For the purposes of subparagraph i of subparagraph a of the first paragraph,
(a)  an amount paid or payable by the individual or partnership as rent pertaining to the work space is deemed to be an expenditure that may reasonably be considered to relate to both the part of the establishment, other than the work space, and the work space;
(b)  an expenditure, other than an expenditure of a capital nature, made by the individual or partnership, that may reasonably be considered to relate to both the work space in connection with the operation of a lodging establishment that is a tourist home, bed and breakfast establishment or participating establishment in a hospitality village, within the meaning of the regulations made under the Act respecting Tourist Accommodation Establishments (chapter E-14.2), and the part of the establishment, other than the work space, is deemed to be an expenditure relating solely to the work space if the individual or partnership holds a permit of the appropriate subclass to which the lodging establishment belongs, issued under that Act, or is a participant in a hospitality village covered by such a permit;
(c)  an expenditure, other than an expenditure of a capital nature, made by the individual or partnership, that may reasonably be considered to relate both to the part of the establishment, other than the work space, and to the work space, including an amount paid or payable by the individual or partnership as lighting or heating costs, and that is not an expenditure in relation to the maintenance of the establishment, is deemed to be an expenditure that may reasonably be considered to relate solely to the work space.

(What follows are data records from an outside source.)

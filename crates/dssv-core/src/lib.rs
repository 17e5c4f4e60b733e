//! # dssv-core
//!
//! Deterministic engine for validating a structured summary (DSS) against
//! an earning-call transcript: section classification, sentence
//! segmentation, oracle response decoding, recommendation filtering, and
//! document-level scoring.
//!
//! ## Key Guarantees
//!
//! 1. **Deterministic**: Same input always produces the same sections,
//!    units, decode result, and score
//! 2. **No LLM calls**: Everything here is pure computation; the oracle
//!    lives in `dssv-runtime`
//! 3. **Fail-soft**: Malformed oracle output decodes to a no-issue
//!    fallback, never an error
//! 4. **Parallel-safe**: No shared mutable state anywhere
//!
//! ## Example
//!
//! ```rust,ignore
//! use dssv_core::{classify, split_sentences, decode_oracle_response};
//!
//! let sections = classify(summary_text);
//! for section in &sections {
//!     for unit in split_sentences(&section.text) {
//!         let raw = oracle.validate(source_text, &unit.text)?;
//!         let decoded = decode_oracle_response(&raw);
//!         // ...
//!     }
//! }
//! ```

pub mod aggregate;
pub mod decode;
pub mod filter;
pub mod sections;
pub mod segment;
pub mod types;

// Re-export main types at crate root
pub use aggregate::aggregate;
pub use decode::{decode_oracle_response, DecodeResult, RawIssue};
pub use filter::{filter_issues, is_deletion_recommendation, BANNED_RECOMMENDATION_PHRASES};
pub use sections::{classify, step, ClassifierState, LineDisposition};
pub use segment::split_sentences;
pub use types::{
    AggregateAssessment, Document, DocumentRole, Faithfulness, IssueType, Section, SectionKind,
    SentenceUnit, Severity, ValidationOutcome, ValidationStatus,
};
//! Pipeline orchestration: classify → segment → validate → aggregate.
//!
//! Sentence validations fan out through a bounded worker pool and fan
//! back in through an order-preserving collector: every outcome arrives
//! exactly once regardless of completion order, and outcomes are
//! re-sorted into (section, sentence index) order before aggregation.
//! Per-sentence failures never cross the orchestrator boundary; the only
//! document-level failure is the oracle being unreachable before any
//! work starts.

use std::sync::Arc;

use futures::stream::{self, StreamExt};
use thiserror::Error;

use dssv_core::{
    aggregate, classify, split_sentences, AggregateAssessment, SectionKind, SentenceUnit,
    ValidationOutcome,
};

use crate::config::RuntimeConfig;
use crate::oracle::{ChatMessage, LlmOracle};
use crate::prompts;
use crate::usage::{OracleUsage, UsageTracker};
use crate::validator::SentenceValidator;

/// Company placeholder when extraction fails.
const COMPANY_UNKNOWN: &str = "미상";

/// Document-level pipeline errors.
#[derive(Error, Debug)]
pub enum PipelineError {
    #[error("Oracle collaborator unreachable: {0}")]
    OracleUnavailable(String),
}

/// Drives one full validation run. Owns the lifetime of all entities for
/// that run; nothing is shared or cached across runs.
pub struct ValidationOrchestrator {
    oracle: Arc<dyn LlmOracle>,
    config: RuntimeConfig,
    usage: Arc<UsageTracker>,
    validator: SentenceValidator,
}

impl ValidationOrchestrator {
    pub fn new(oracle: Arc<dyn LlmOracle>, config: RuntimeConfig) -> Self {
        let usage = Arc::new(UsageTracker::new());
        let validator = SentenceValidator::new(oracle.clone(), config.clone(), usage.clone());
        Self {
            oracle,
            config,
            usage,
            validator,
        }
    }

    /// Pipeline entry point.
    ///
    /// Validates every sentence of every sufficiently long section of the
    /// summary against the source and aggregates the outcomes.
    pub async fn validate(
        &self,
        source_text: &str,
        summary_text: &str,
        external_reference: Option<&str>,
    ) -> Result<AggregateAssessment, PipelineError> {
        if !self.oracle.health_check().await {
            return Err(PipelineError::OracleUnavailable(
                self.oracle.name().to_string(),
            ));
        }

        let sections = classify(summary_text);
        if sections.is_empty() {
            tracing::warn!("summary has no classifiable content");
            return Ok(aggregate(Vec::new()));
        }

        let company = self.extract_company(summary_text).await;
        tracing::debug!(company = %company, sections = sections.len(), "starting validation run");

        let mut tasks: Vec<(SectionKind, SentenceUnit)> = Vec::new();
        for section in &sections {
            if section.text.chars().count() <= self.config.min_section_chars {
                tracing::debug!(section = %section.kind, "section below minimum length; skipped");
                continue;
            }
            let units = split_sentences(&section.text);
            tracing::debug!(section = %section.kind, sentences = units.len(), "section segmented");
            tasks.extend(units.into_iter().map(|unit| (section.kind, unit)));
        }

        let mut outcomes: Vec<ValidationOutcome> = stream::iter(tasks)
            .map(|(kind, unit)| {
                let validator = &self.validator;
                async move {
                    validator
                        .validate(source_text, kind, &unit, external_reference)
                        .await
                }
            })
            .buffer_unordered(self.config.concurrency.max(1))
            .collect()
            .await;

        for outcome in &mut outcomes {
            if outcome.company.is_empty() {
                outcome.company = company.clone();
            }
        }

        // aggregate() re-sorts into (section, index) order.
        Ok(aggregate(outcomes))
    }

    /// Extract the company name from the summary head. Fail-soft: any
    /// oracle failure or empty answer yields the unknown placeholder.
    async fn extract_company(&self, summary_text: &str) -> String {
        let prompt = prompts::company_extraction_prompt(summary_text);
        let mut completion = self.config.completion_config();
        completion.max_tokens = 100;

        match self
            .oracle
            .complete(vec![ChatMessage::user(prompt)], &completion)
            .await
        {
            Ok(response) => {
                self.usage.record(&response.usage, &response.model);
                let name = response.content.trim().to_string();
                if name.is_empty() {
                    COMPANY_UNKNOWN.to_string()
                } else {
                    name
                }
            }
            Err(e) => {
                tracing::warn!(error = %e, "company extraction failed");
                COMPANY_UNKNOWN.to_string()
            }
        }
    }

    /// Oracle usage accumulated so far in this run.
    pub fn usage(&self) -> OracleUsage {
        self.usage.snapshot()
    }
}
//! Oracle abstractions for dssv-runtime.
//!
//! The reasoning oracle is an opaque external collaborator reached
//! through the [`LlmOracle`] trait. The pipeline never depends on a
//! concrete vendor; test doubles implement the same trait.
//!
//! ## Security
//!
//! All implementations use the [`secrets`] module for credential
//! handling. See [`ApiCredential`] for the patterns.

use async_trait::async_trait;
use serde::{Deserialize, Serialize};
use std::time::Duration;
use thiserror::Error;

mod anthropic;
pub mod secrets;

pub use anthropic::{AnthropicOracle, ANTHROPIC_API_KEY_ENV};
pub use secrets::{ApiCredential, CredentialSource};

/// Errors from oracle transports.
#[derive(Error, Debug)]
pub enum OracleError {
    #[error("HTTP request failed: {0}")]
    HttpError(String),

    #[error("Rate limit exceeded, retry after {retry_after:?}")]
    RateLimited { retry_after: Option<Duration> },

    #[error("API error: {status} - {message}")]
    ApiError { status: u16, message: String },

    #[error("JSON parse error: {0}")]
    ParseError(String),

    #[error("Timeout after {0:?}")]
    Timeout(Duration),

    #[error("Oracle not configured: {0}")]
    NotConfigured(String),
}

/// Configuration for a single completion request.
#[derive(Debug, Clone)]
pub struct CompletionConfig {
    /// Model to use
    pub model: String,

    /// Maximum tokens to generate
    pub max_tokens: u32,

    /// Temperature (0.0 for deterministic output)
    pub temperature: f32,

    /// Request timeout
    pub timeout: Duration,
}

impl Default for CompletionConfig {
    fn default() -> Self {
        Self {
            model: "claude-3-haiku-20240307".to_string(),
            max_tokens: 4096,
            temperature: 0.0,
            timeout: Duration::from_secs(30),
        }
    }
}

/// A chat message for a completion request.
#[derive(Debug, Clone, Serialize, Deserialize)]
pub struct ChatMessage {
    /// Role: "user" or "assistant"
    pub role: String,

    /// Message content
    pub content: String,
}

impl ChatMessage {
    /// Create a user message.
    pub fn user(content: impl Into<String>) -> Self {
        Self {
            role: "user".to_string(),
            content: content.into(),
        }
    }

    /// Create an assistant message.
    pub fn assistant(content: impl Into<String>) -> Self {
        Self {
            role: "assistant".to_string(),
            content: content.into(),
        }
    }
}

/// Response from a completion request.
#[derive(Debug, Clone)]
pub struct CompletionResponse {
    /// Generated content
    pub content: String,

    /// Token usage
    pub usage: TokenUsage,

    /// Model that produced the response
    pub model: String,

    /// Stop reason, when reported
    pub stop_reason: Option<String>,
}

/// Token usage from one completion.
#[derive(Debug, Clone, Default)]
pub struct TokenUsage {
    /// Tokens in the prompt
    pub prompt_tokens: u32,

    /// Tokens in the completion
    pub completion_tokens: u32,
}

impl TokenUsage {
    /// Total tokens used.
    pub fn total(&self) -> u32 {
        self.prompt_tokens + self.completion_tokens
    }
}

/// Oracle abstraction. The only place in the pipeline that talks to the
/// network; everything downstream of a response is pure.
#[async_trait]
pub trait LlmOracle: Send + Sync {
    /// Execute a chat completion.
    async fn complete(
        &self,
        messages: Vec<ChatMessage>,
        config: &CompletionConfig,
    ) -> Result<CompletionResponse, OracleError>;

    /// Check if the oracle is reachable/configured.
    async fn health_check(&self) -> bool;

    /// Oracle name for metrics and error reports.
    fn name(&self) -> &str;

    /// Estimate tokens for a prompt.
    fn estimate_tokens(&self, text: &str) -> u32 {
        // Simple estimate: ~4 chars per token
        (text.len() / 4) as u32
    }
}
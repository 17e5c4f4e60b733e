//! Corrected-summary generation.
//!
//! Takes the original summary, the numeric corrections produced by the
//! external comparison collaborator, and the high-severity subset of
//! validation issues, and asks the oracle for one corrected full-summary
//! text. Any failure — transport, decode, missing key — returns the
//! original summary unchanged.

use std::sync::Arc;

use serde::{Deserialize, Serialize};

use dssv_core::decode::strip_code_fence;
use dssv_core::{Severity, ValidationOutcome};

use crate::config::RuntimeConfig;
use crate::oracle::{ChatMessage, LlmOracle};
use crate::prompts;
use crate::usage::UsageTracker;

/// At most this many numeric corrections go into the prompt.
const MAX_CORRECTIONS: usize = 10;
/// At most this many high-severity issues go into the prompt.
const MAX_ISSUES: usize = 5;

/// One numeric discrepancy between summary and source. Produced by the
/// external metric-comparison collaborator; consumed here as input only.
#[derive(Debug, Clone, Serialize, Deserialize)]
pub struct NumericCorrection {
    pub metric: String,
    pub period: String,
    pub summary_value: f64,
    pub source_value: f64,
    pub unit: String,
    pub difference_pct: f64,
}

#[derive(Debug, Deserialize)]
struct CorrectedEnvelope {
    corrected_dss: String,
}

/// Generates the corrected summary text.
pub struct CorrectionGenerator {
    oracle: Arc<dyn LlmOracle>,
    config: RuntimeConfig,
    usage: Arc<UsageTracker>,
}

impl CorrectionGenerator {
    pub fn new(oracle: Arc<dyn LlmOracle>, config: RuntimeConfig, usage: Arc<UsageTracker>) -> Self {
        Self {
            oracle,
            config,
            usage,
        }
    }

    /// Produce a corrected version of the summary. Fail-soft: the
    /// original text comes back unchanged when the oracle cannot help.
    pub async fn generate(
        &self,
        original_summary: &str,
        source_text: &str,
        corrections: &[NumericCorrection],
        issues: &[ValidationOutcome],
    ) -> String {
        let major_issues: Vec<ValidationOutcome> = issues
            .iter()
            .filter(|o| {
                o.is_issue() && matches!(o.severity, Severity::Critical | Severity::High)
            })
            .take(MAX_ISSUES)
            .cloned()
            .collect();
        let corrections = &corrections[..corrections.len().min(MAX_CORRECTIONS)];

        let prompt = prompts::corrected_summary_prompt(
            original_summary,
            source_text,
            corrections,
            &major_issues,
            self.config.summary_char_budget,
        );

        let response = match self
            .oracle
            .complete(vec![ChatMessage::user(prompt)], &self.config.completion_config())
            .await
        {
            Ok(response) => response,
            Err(e) => {
                tracing::warn!(error = %e, "corrected summary generation failed");
                return original_summary.to_string();
            }
        };

        self.usage.record(&response.usage, &response.model);

        let body = strip_code_fence(&response.content);
        match serde_json::from_str::<CorrectedEnvelope>(&body) {
            Ok(envelope) => envelope.corrected_dss,
            Err(e) => {
                tracing::warn!(error = %e, "corrected summary response undecodable; keeping original");
                original_summary.to_string()
            }
        }
    }
}
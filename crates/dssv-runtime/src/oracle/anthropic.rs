//! Anthropic Claude oracle implementation.

use async_trait::async_trait;
use serde::{Deserialize, Serialize};
use std::time::Duration;

use super::{
    secrets::{ApiCredential, CredentialSource},
    ChatMessage, CompletionConfig, CompletionResponse, LlmOracle, OracleError, TokenUsage,
};

/// Environment variable name for the Anthropic API key.
pub const ANTHROPIC_API_KEY_ENV: &str = "ANTHROPIC_API_KEY";

const DEFAULT_BASE_URL: &str = "https://api.anthropic.com/v1";

/// Anthropic Claude oracle.
///
/// The API key is stored as an [`ApiCredential`]: redacted in Debug,
/// zeroed on drop, exposed only when the request header is built.
pub struct AnthropicOracle {
    credential: ApiCredential,
    base_url: String,
}

impl std::fmt::Debug for AnthropicOracle {
    fn fmt(&self, f: &mut std::fmt::Formatter<'_>) -> std::fmt::Result {
        f.debug_struct("AnthropicOracle")
            .field("credential", &self.credential)
            .field("base_url", &self.base_url)
            .finish()
    }
}

impl AnthropicOracle {
    /// Create an oracle with an explicit API key.
    pub fn new(api_key: impl Into<String>) -> Self {
        Self {
            credential: ApiCredential::new(
                api_key,
                CredentialSource::Programmatic,
                "Anthropic API key",
            ),
            base_url: DEFAULT_BASE_URL.to_string(),
        }
    }

    /// Create from the `ANTHROPIC_API_KEY` environment variable.
    pub fn from_env() -> Result<Self, OracleError> {
        let credential = ApiCredential::from_env(ANTHROPIC_API_KEY_ENV, "Anthropic API key")?;
        Ok(Self {
            credential,
            base_url: DEFAULT_BASE_URL.to_string(),
        })
    }

    /// Set a custom base URL.
    pub fn with_base_url(mut self, url: impl Into<String>) -> Self {
        self.base_url = url.into();
        self
    }

    fn client(&self) -> &reqwest::Client {
        static CLIENT: std::sync::OnceLock<reqwest::Client> = std::sync::OnceLock::new();
        CLIENT.get_or_init(|| {
            reqwest::Client::builder()
                .timeout(Duration::from_secs(60))
                .build()
                .expect("failed to build HTTP client")
        })
    }
}

/// Anthropic API request format.
#[derive(Debug, Serialize)]
struct AnthropicRequest {
    model: String,
    max_tokens: u32,
    messages: Vec<ChatMessage>,
    #[serde(skip_serializing_if = "Option::is_none")]
    temperature: Option<f32>,
}

/// Anthropic API response format.
#[derive(Debug, Deserialize)]
struct AnthropicResponse {
    content: Vec<ContentBlock>,
    model: String,
    stop_reason: Option<String>,
    usage: AnthropicUsage,
}

#[derive(Debug, Deserialize)]
struct ContentBlock {
    #[serde(rename = "type")]
    #[allow(dead_code)] // required for deserialization, not read directly
    type_: String,
    text: Option<String>,
}

#[derive(Debug, Deserialize)]
struct AnthropicUsage {
    input_tokens: u32,
    output_tokens: u32,
}

#[derive(Debug, Deserialize)]
struct AnthropicError {
    error: AnthropicErrorDetail,
}

#[derive(Debug, Deserialize)]
struct AnthropicErrorDetail {
    #[serde(rename = "type")]
    #[allow(dead_code)] // required for deserialization, not read directly
    type_: String,
    message: String,
}

#[async_trait]
impl LlmOracle for AnthropicOracle {
    async fn complete(
        &self,
        messages: Vec<ChatMessage>,
        config: &CompletionConfig,
    ) -> Result<CompletionResponse, OracleError> {
        let request = AnthropicRequest {
            model: config.model.clone(),
            max_tokens: config.max_tokens,
            messages,
            temperature: Some(config.temperature),
        };

        // The credential is exposed only here, at the point of use.
        let response = self
            .client()
            .post(format!("{}/messages", self.base_url))
            .header("x-api-key", self.credential.expose())
            .header("anthropic-version", "2023-06-01")
            .header("content-type", "application/json")
            .timeout(config.timeout)
            .json(&request)
            .send()
            .await
            .map_err(|e| {
                if e.is_timeout() {
                    OracleError::Timeout(config.timeout)
                } else {
                    OracleError::HttpError(e.to_string())
                }
            })?;

        let status = response.status();

        if status == 429 {
            let retry_after = response
                .headers()
                .get("retry-after")
                .and_then(|v| v.to_str().ok())
                .and_then(|v| v.parse::<u64>().ok())
                .map(Duration::from_secs);
            return Err(OracleError::RateLimited { retry_after });
        }

        if !status.is_success() {
            let message = match response.json::<AnthropicError>().await {
                Ok(body) => body.error.message,
                Err(e) => format!("unreadable error body: {e}"),
            };
            return Err(OracleError::ApiError {
                status: status.as_u16(),
                message,
            });
        }

        let body: AnthropicResponse = response
            .json()
            .await
            .map_err(|e| OracleError::ParseError(e.to_string()))?;

        let content = body
            .content
            .into_iter()
            .filter_map(|block| block.text)
            .collect::<Vec<_>>()
            .join("");

        Ok(CompletionResponse {
            content,
            usage: TokenUsage {
                prompt_tokens: body.usage.input_tokens,
                completion_tokens: body.usage.output_tokens,
            },
            model: body.model,
            stop_reason: body.stop_reason,
        })
    }

    async fn health_check(&self) -> bool {
        // Verifies the key is present without logging its value.
        !self.credential.is_empty()
    }

    fn name(&self) -> &str {
        "anthropic"
    }
}

#[cfg(test)]
mod tests {
    use super::*;

    #[test]
    fn test_oracle_creation() {
        let oracle = AnthropicOracle::new("test-key");
        assert_eq!(oracle.name(), "anthropic");
    }

    #[test]
    fn test_token_estimation() {
        let oracle = AnthropicOracle::new("test-key");
        let estimate = oracle.estimate_tokens("Hello, world!"); // 13 chars
        assert!((2..=5).contains(&estimate));
    }

    #[tokio::test]
    async fn test_health_check_requires_key() {
        assert!(AnthropicOracle::new("test-key").health_check().await);
        assert!(!AnthropicOracle::new("").health_check().await);
    }

    #[test]
    fn test_api_key_not_in_debug_output() {
        let secret_key = "sk-ant-REDACTED";
        let oracle = AnthropicOracle::new(secret_key);
        let debug_output = format!("{oracle:?}");

        assert!(
            !debug_output.contains(secret_key),
            "API key was exposed in Debug output"
        );
        assert!(debug_output.contains("[REDACTED]"));
    }

    #[test]
    fn test_custom_base_url() {
        let oracle = AnthropicOracle::new("key").with_base_url("https://proxy.internal/v1");
        assert_eq!(oracle.base_url, "https://proxy.internal/v1");
    }
}
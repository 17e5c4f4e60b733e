//! # dssv-runtime
//!
//! Async validation pipeline over the deterministic `dssv-core` engine.
//!
//! The reasoning oracle is injected as a capability ([`LlmOracle`]); the
//! orchestrator fans sentence validations out through a bounded worker
//! pool and fans outcomes back in, in order. The oracle call is the only
//! blocking operation in the pipeline and the only place failures can
//! originate; every per-sentence failure is converted into a fail-soft
//! outcome rather than propagated.
//!
//! ## Example
//!
//! ```rust,ignore
//! use std::sync::Arc;
//! use dssv_runtime::{AnthropicOracle, RuntimeConfig, ValidationOrchestrator};
//!
//! let oracle = Arc::new(AnthropicOracle::from_env()?);
//! let orchestrator = ValidationOrchestrator::new(oracle, RuntimeConfig::default());
//! let assessment = orchestrator.validate(&source, &summary, None).await?;
//! println!("{} ({:?})", assessment.accuracy_score, assessment.faithfulness);
//! ```

pub mod config;
pub mod correction;
pub mod extraction;
pub mod oracle;
pub mod orchestrator;
pub mod prompts;
pub mod usage;
pub mod validator;

// Re-export main types at crate root
pub use config::{ConfigError, RuntimeConfig};
pub use correction::{CorrectionGenerator, NumericCorrection};
pub use extraction::{MetricExtractor, MetricRecord};
pub use oracle::{
    AnthropicOracle, ApiCredential, ChatMessage, CompletionConfig, CompletionResponse,
    CredentialSource, LlmOracle, OracleError, TokenUsage,
};
pub use orchestrator::{PipelineError, ValidationOrchestrator};
pub use usage::{OracleUsage, UsageTracker};
pub use validator::SentenceValidator;
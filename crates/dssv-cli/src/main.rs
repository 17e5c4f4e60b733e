//! `dssv` — validate a DSS summary against an earning-call transcript.

use std::path::PathBuf;
use std::sync::Arc;

use anyhow::Context;
use clap::Parser;
use tracing_subscriber::EnvFilter;

use dssv_core::Document;
use dssv_runtime::{
    AnthropicOracle, CorrectionGenerator, RuntimeConfig, UsageTracker, ValidationOrchestrator,
};

#[derive(Parser, Debug)]
#[command(name = "dssv", version, about = "DSS faithfulness validation")]
struct Args {
    /// Earning-call transcript file
    source: PathBuf,

    /// DSS summary file
    summary: PathBuf,

    /// Optional external corroborating reference file
    #[arg(long)]
    reference: Option<PathBuf>,

    /// Runtime config YAML file
    #[arg(long)]
    config: Option<PathBuf>,

    /// Oracle model override
    #[arg(long)]
    model: Option<String>,

    /// Also generate a corrected summary from high-severity issues
    #[arg(long)]
    corrected: bool,
}

#[tokio::main]
async fn main() -> anyhow::Result<()> {
    tracing_subscriber::fmt()
        .with_env_filter(EnvFilter::from_default_env())
        .with_writer(std::io::stderr)
        .init();

    let args = Args::parse();

    let mut config = match &args.config {
        Some(path) => RuntimeConfig::from_yaml_file(path)
            .with_context(|| format!("failed to load config from {}", path.display()))?,
        None => RuntimeConfig::default(),
    };
    if let Some(model) = args.model {
        config.model = model;
    }

    let source = Document::source(
        std::fs::read_to_string(&args.source)
            .with_context(|| format!("failed to read source {}", args.source.display()))?,
    );
    let summary = Document::summary(
        std::fs::read_to_string(&args.summary)
            .with_context(|| format!("failed to read summary {}", args.summary.display()))?,
    );
    let reference_text = match &args.reference {
        Some(path) => Some(
            std::fs::read_to_string(path)
                .with_context(|| format!("failed to read reference {}", path.display()))?,
        ),
        None => None,
    };

    let oracle = Arc::new(AnthropicOracle::from_env().context("oracle not configured")?);
    let orchestrator = ValidationOrchestrator::new(oracle.clone(), config.clone());

    let assessment = orchestrator
        .validate(&source.text, &summary.text, reference_text.as_deref())
        .await
        .context("validation failed")?;

    let corrected = if args.corrected {
        let generator =
            CorrectionGenerator::new(oracle, config, Arc::new(UsageTracker::new()));
        Some(
            generator
                .generate(&summary.text, &source.text, &[], &assessment.issues)
                .await,
        )
    } else {
        None
    };

    let mut report = serde_json::json!({
        "overall_assessment": {
            "accuracy_score": assessment.accuracy_score,
            "faithfulness": assessment.faithfulness,
            "major_issues_count": assessment.major_issues_count,
            "summary": assessment.summary,
        },
        "interpretation_issues": assessment.issues,
        "evaluated_at": assessment.evaluated_at,
        "usage": orchestrator.usage(),
    });
    if let Some(corrected) = corrected {
        report["corrected_dss"] = serde_json::Value::String(corrected);
    }

    println!("{}", serde_json::to_string_pretty(&report)?);
    Ok(())
}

For the purposes of subparagraph c of the second paragraph, an amount paid or payable by the individual or partnership as maintenance and repairs costs, rent, interest on a hypothecary loan, property and school taxes or insurance premiums, relating to both the part of the establishment, other than the work space, and the work space, is deemed to be an expenditure relating to the maintenance of the establishment.
1990, c. 59, s. 98; 1997, c. 14, s. 49; 1997, c. 31, s. 22; 1999, c. 83, s. 48; 2000, c. 5, s. 293; 2000, c. 39, s. 16; 2001, c. 51, s. 27; 2002, c. 9, s. 7.